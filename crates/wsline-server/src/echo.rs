//! Per-connection echo loop.

use std::sync::Arc;
use std::time::Duration;

use futures::{Sink, Stream, StreamExt};
use tokio_util::sync::CancellationToken;
use tracing::debug;
use wsline_channel::{
    ChannelOptions, Frame, FrameWriter, ReadFailure, WireError, WireMessage, open,
};
use wsline_core::{CloseInfo, MessageKind, Reporter};
use wsline_settings::ServerSettings;

/// Per-connection behavior.
#[derive(Clone, Copy, Debug)]
pub struct EchoOptions {
    /// Write text frames back to the sender.
    pub echo: bool,
    /// Surface ping/pong frames.
    pub show_control_frames: bool,
    /// Deadline for every echoed frame.
    pub write_timeout: Duration,
}

impl EchoOptions {
    /// Options derived from server settings.
    pub fn from_settings(settings: &ServerSettings) -> Self {
        Self {
            echo: settings.echo,
            show_control_frames: settings.show_control_frames,
            write_timeout: settings.write_timeout(),
        }
    }
}

/// What happened on one connection.
#[derive(Clone, Debug, Default, PartialEq, Eq)]
pub struct EchoSummary {
    /// Messages displayed.
    pub received: usize,
    /// Text frames written back.
    pub echoed: usize,
    /// The client's close frame, if one arrived.
    pub remote_close: Option<CloseInfo>,
}

/// Display inbound frames until the connection ends or `shutdown` fires.
///
/// The connection is always released best-effort on the way out: one close
/// frame is attempted and any failure is only logged. The status is normal
/// closure unless the client sent a malformed frame.
pub async fn run_echo<S, M, E>(
    socket: S,
    options: EchoOptions,
    reporter: Arc<dyn Reporter>,
    shutdown: &CancellationToken,
) -> EchoSummary
where
    S: Stream<Item = Result<M, E>> + Sink<M, Error = E> + Unpin + Send + 'static,
    M: WireMessage,
    E: WireError,
{
    let (sink, stream) = socket.split();
    let (mut inbound, mut reader) = open(
        stream,
        ChannelOptions {
            show_control_frames: options.show_control_frames,
        },
        reporter.clone(),
    );
    let mut writer = FrameWriter::new(sink, options.write_timeout);
    let mut summary = EchoSummary::default();

    loop {
        let message = tokio::select! {
            () = shutdown.cancelled() => {
                debug!("server shutting down");
                break;
            }
            message = inbound.recv() => match message {
                Some(message) => message,
                None => break,
            },
        };

        summary.received += 1;
        reporter.received(&message);

        if options.echo && message.kind == MessageKind::Text {
            if let Err(e) = writer.send(Frame::Text(message.text_lossy())).await {
                reporter.error(&format!("error: {e}"));
                break;
            }
            summary.echoed += 1;
        }
    }

    let status = match reader.failure() {
        Some(ReadFailure {
            violation: Some(code),
            message,
        }) => {
            reporter.error(&format!("invalid frame from client: {message}"));
            CloseInfo::new(code, "")
        }
        _ => CloseInfo::normal(),
    };
    if !writer.close_sent() {
        if let Err(e) = writer.send(Frame::Close(Some(status))).await {
            debug!(error = %e, "write close message failed");
        }
    }
    writer.release().await;
    reader.stop().await;

    summary.remote_close = reader.remote_close();
    summary
}
//! Listen-mode settings.

use std::time::Duration;

use serde::{Deserialize, Serialize};
use wsline_core::constants::DEFAULT_WRITE_TIMEOUT;

/// Settings for `--listen` mode.
#[derive(Clone, Debug, PartialEq, Eq, Serialize, Deserialize)]
#[serde(rename_all = "camelCase", default)]
pub struct ServerSettings {
    /// Bind address.
    pub host: String,
    /// Bind port (0 picks an ephemeral port).
    pub port: u16,
    /// Route the upgrade endpoint is mounted at.
    pub path: String,
    /// Echo text frames back to the sender.
    pub echo: bool,
    /// Subprotocol clients must negotiate.
    #[serde(skip_serializing_if = "Option::is_none")]
    pub subprotocol: Option<String>,
    /// Surface ping/pong frames to the operator.
    pub show_control_frames: bool,
    /// Deadline for every echoed frame.
    pub write_timeout_secs: u64,
}

impl ServerSettings {
    /// `host:port` suitable for binding.
    pub fn bind_addr(&self) -> String {
        format!("{}:{}", self.host, self.port)
    }

    /// Write deadline as a [`Duration`].
    pub fn write_timeout(&self) -> Duration {
        Duration::from_secs(self.write_timeout_secs)
    }
}

impl Default for ServerSettings {
    fn default() -> Self {
        Self {
            host: "127.0.0.1".to_string(),
            port: 0,
            path: "/".to_string(),
            echo: false,
            subprotocol: None,
            show_control_frames: false,
            write_timeout_secs: DEFAULT_WRITE_TIMEOUT.as_secs(),
        }
    }
}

****************************************

Give back exactly the lines of the listing, starting with the first and ending with the one bearing "on one connection.". Add no other lines.

▶ _WRITTEN SOLUTION_:
filename crates/wsline-server/src/echo.rs
//! Per-connection echo loop.

use std::sync::Arc;
use std::time::Duration;

use futures::{Sink, Stream, StreamExt};
use tokio_util::sync::CancellationToken;
use tracing::debug;
use wsline_channel::{
    ChannelOptions, Frame, FrameWriter, ReadFailure, WireError, WireMessage, open,
};
use wsline_core::{CloseInfo, MessageKind, Reporter};
use wsline_settings::ServerSettings;

/// Per-connection behavior.
#[derive(Clone, Copy, Debug)]
pub struct EchoOptions {
    /// Write text frames back to the sender.
    pub echo: bool,
    /// Surface ping/pong frames.
    pub show_control_frames: bool,
    /// Deadline for every echoed frame.
    pub write_timeout: Duration,
}

impl EchoOptions {
    /// Options derived from server settings.
    pub fn from_settings(settings: &ServerSettings) -> Self {
        Self {
            echo: settings.echo,
            show_control_frames: settings.show_control_frames,
            write_timeout: settings.write_timeout(),
        }
    }
}

/// What happened on one connection.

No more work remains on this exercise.